═════ Record extracts ═════
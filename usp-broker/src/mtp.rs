/********************************************************************************
 * Copyright (c) 2026 Contributors to the Eclipse Foundation
 *
 * See the NOTICE file(s) distributed with this work for additional
 * information regarding copyright ownership.
 *
 * This program and the accompanying materials are made available under the
 * terms of the Apache License Version 2.0 which is available at
 * https://www.apache.org/licenses/LICENSE-2.0
 *
 * SPDX-License-Identifier: Apache-2.0
 ********************************************************************************/

//! The `MtpConnection` seam (spec §1: "the core sees only a `MtpConnection`
//! handle and a `send(endpoint, record, conn)` operation"). UDS/MQTT/
//! WebSocket/STOMP framing lives entirely on the other side of this trait.

use crate::wire::UspRecord;
use async_trait::async_trait;
use std::fmt::{Debug, Formatter};
use std::hash::{Hash, Hasher};
use std::sync::Arc;

/// An error reported by the transport layer while attempting to hand a
/// record off; distinct from [`crate::error::BrokerError`], which is the
/// Broker's own protocol-level taxonomy.
#[derive(Debug, Clone, thiserror::Error)]
#[error("mtp send failed: {0}")]
pub struct MtpSendError(pub String);

/// One MTP connection handle, in either the controller- or agent-direction
/// role (spec §3: `controller_mtp`, `agent_mtp`).
#[async_trait]
pub trait MtpConnection: Send + Sync {
    /// Hands `record` to the transport for delivery to the peer this handle
    /// addresses. The Broker does not retry; a transport that wants at-most-
    /// once semantics degrades that itself.
    async fn send(&self, record: UspRecord) -> Result<(), MtpSendError>;

    /// True once the underlying transport has torn down. `ServiceRegistry`
    /// and `LifecycleManager` poll this rather than relying solely on
    /// explicit disconnect notifications, matching spec §4.I's "both
    /// directions down" check.
    fn is_closed(&self) -> bool {
        false
    }
}

/// Arc-pointer-identity wrapper so an `MtpConnection` handle can be used as a
/// `HashMap`/`HashSet` key despite carrying no `Eq` of its own — trait
/// objects are compared by the identity of the connection they wrap, not by
/// any notion of handle equality.
#[derive(Clone)]
pub struct ComparableMtp {
    conn: Arc<dyn MtpConnection>,
}

impl ComparableMtp {
    pub fn new(conn: Arc<dyn MtpConnection>) -> Self {
        Self { conn }
    }

    pub fn inner(&self) -> &Arc<dyn MtpConnection> {
        &self.conn
    }
}

impl Hash for ComparableMtp {
    fn hash<H: Hasher>(&self, state: &mut H) {
        Arc::as_ptr(&self.conn).hash(state);
    }
}

impl PartialEq for ComparableMtp {
    fn eq(&self, other: &Self) -> bool {
        Arc::ptr_eq(&self.conn, &other.conn)
    }
}

impl Eq for ComparableMtp {}

impl Debug for ComparableMtp {
    fn fmt(&self, f: &mut Formatter<'_>) -> std::fmt::Result {
        f.debug_struct("ComparableMtp").finish_non_exhaustive()
    }
}

#[cfg(test)]
mod tests {
    use super::*;
    use std::sync::atomic::{AtomicBool, Ordering};

    struct NoopMtp {
        closed: AtomicBool,
    }

    #[async_trait]
    impl MtpConnection for NoopMtp {
        async fn send(&self, _record: UspRecord) -> Result<(), MtpSendError> {
            Ok(())
        }

        fn is_closed(&self) -> bool {
            self.closed.load(Ordering::SeqCst)
        }
    }

    #[test]
    fn comparable_mtp_equality_is_pointer_identity() {
        let a: Arc<dyn MtpConnection> = Arc::new(NoopMtp { closed: AtomicBool::new(false) });
        let b: Arc<dyn MtpConnection> = Arc::new(NoopMtp { closed: AtomicBool::new(false) });

        let wrapped_a = ComparableMtp::new(a.clone());
        let wrapped_a_again = ComparableMtp::new(a);
        let wrapped_b = ComparableMtp::new(b);

        assert_eq!(wrapped_a, wrapped_a_again);
        assert_ne!(wrapped_a, wrapped_b);
    }
}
═════
> [Activity]: Output the records in full, keeping them exactly as they are.

> [Exercise response]:
filename usp-broker/src/mtp.rs
/********************************************************************************
 * Copyright (c) 2026 Contributors to the Eclipse Foundation
 *
 * See the NOTICE file(s) distributed with this work for additional
 * information regarding copyright ownership.
 *
 * This program and the accompanying materials are made available under the
 * terms of the Apache License Version 2.0 which is available at
 * https://www.apache.org/licenses/LICENSE-2.0
 *
 * SPDX-License-Identifier: Apache-2.0
 ********************************************************************************/

//! The `MtpConnection` seam (spec §1: "the core sees only a `MtpConnection`
//! handle and a `send(endpoint, record, conn)` operation"). UDS/MQTT/
//! WebSocket/STOMP framing lives entirely on the other side of this trait.

use crate::wire::UspRecord;
use async_trait::async_trait;
use std::fmt::{Debug, Formatter};
use std::hash::{Hash, Hasher};
use std::sync::Arc;

/// An error reported by the transport layer while attempting to hand a
/// record off; distinct from [`crate::error::BrokerError`], which is the
/// Broker's own protocol-level taxonomy.
#[derive(Debug, Clone, thiserror::Error)]
#[error("mtp send failed: {0}")]
pub struct MtpSendError(pub String);

/// One MTP connection handle, in either the controller- or agent-direction
/// role (spec §3: `controller_mtp`, `agent_mtp`).
#[async_trait]
pub trait MtpConnection: Send + Sync {
    /// Hands `record` to the transport for delivery to the peer this handle
    /// addresses. The Broker does not retry; a transport that wants at-most-
    /// once semantics degrades that itself.
    async fn send(&self, record: UspRecord) -> Result<(), MtpSendError>;

    /// True once the underlying transport has torn down. `ServiceRegistry`
    /// and `LifecycleManager` poll this rather than relying solely on
    /// explicit disconnect notifications, matching spec §4.I's "both
    /// directions down" check.
    fn is_closed(&self) -> bool {
        false
    }
}

/// Arc-pointer-identity wrapper so an `MtpConnection` handle can be used as a
/// `HashMap`/`HashSet` key despite carrying no `Eq` of its own — trait
/// objects are compared by the identity of the connection they wrap, not by
/// any notion of handle equality.
#[derive(Clone)]
pub struct ComparableMtp {
    conn: Arc<dyn MtpConnection>,
}

impl ComparableMtp {
    pub fn new(conn: Arc<dyn MtpConnection>) -> Self {
        Self { conn }
    }

    pub fn inner(&self) -> &Arc<dyn MtpConnection> {
        &self.conn
    }
}

impl Hash for ComparableMtp {
    fn hash<H: Hasher>(&self, state: &mut H) {
        Arc::as_ptr(&self.conn).hash(state);
    }
}

impl PartialEq for ComparableMtp {
    fn eq(&self, other: &Self) -> bool {
        Arc::ptr_eq(&self.conn, &other.conn)
    }
}

impl Eq for ComparableMtp {}

impl Debug for ComparableMtp {
    fn fmt(&self, f: &mut Formatter<'_>) -> std::fmt::Result {
        f.debug_struct("ComparableMtp").finish_non_exhaustive()
    }
}

#[cfg(test)]
mod tests {
    use super::*;
    use std::sync::atomic::{AtomicBool, Ordering};

    struct NoopMtp {
        closed: AtomicBool,
    }

    #[async_trait]
    impl MtpConnection for NoopMtp {
        async fn send(&self, _record: UspRecord) -> Result<(), MtpSendError> {
            Ok(())
        }

        fn is_closed(&self) -> bool {
            self.closed.load(Ordering::SeqCst)
        }
    }

    #[test]
    fn comparable_mtp_equality_is_pointer_identity() {
        let a: Arc<dyn MtpConnection> = Arc::new(NoopMtp { closed: AtomicBool::new(false) });
        let b: Arc<dyn MtpConnection> = Arc::new(NoopMtp { closed: AtomicBool::new(false) });

        let wrapped_a = ComparableMtp::new(a.clone());
        let wrapped_a_again = ComparableMtp::new(a);
        let wrapped_b = ComparableMtp::new(b);

        assert_eq!(wrapped_a, wrapped_a_again);
        assert_ne!(wrapped_a, wrapped_b);
    }
}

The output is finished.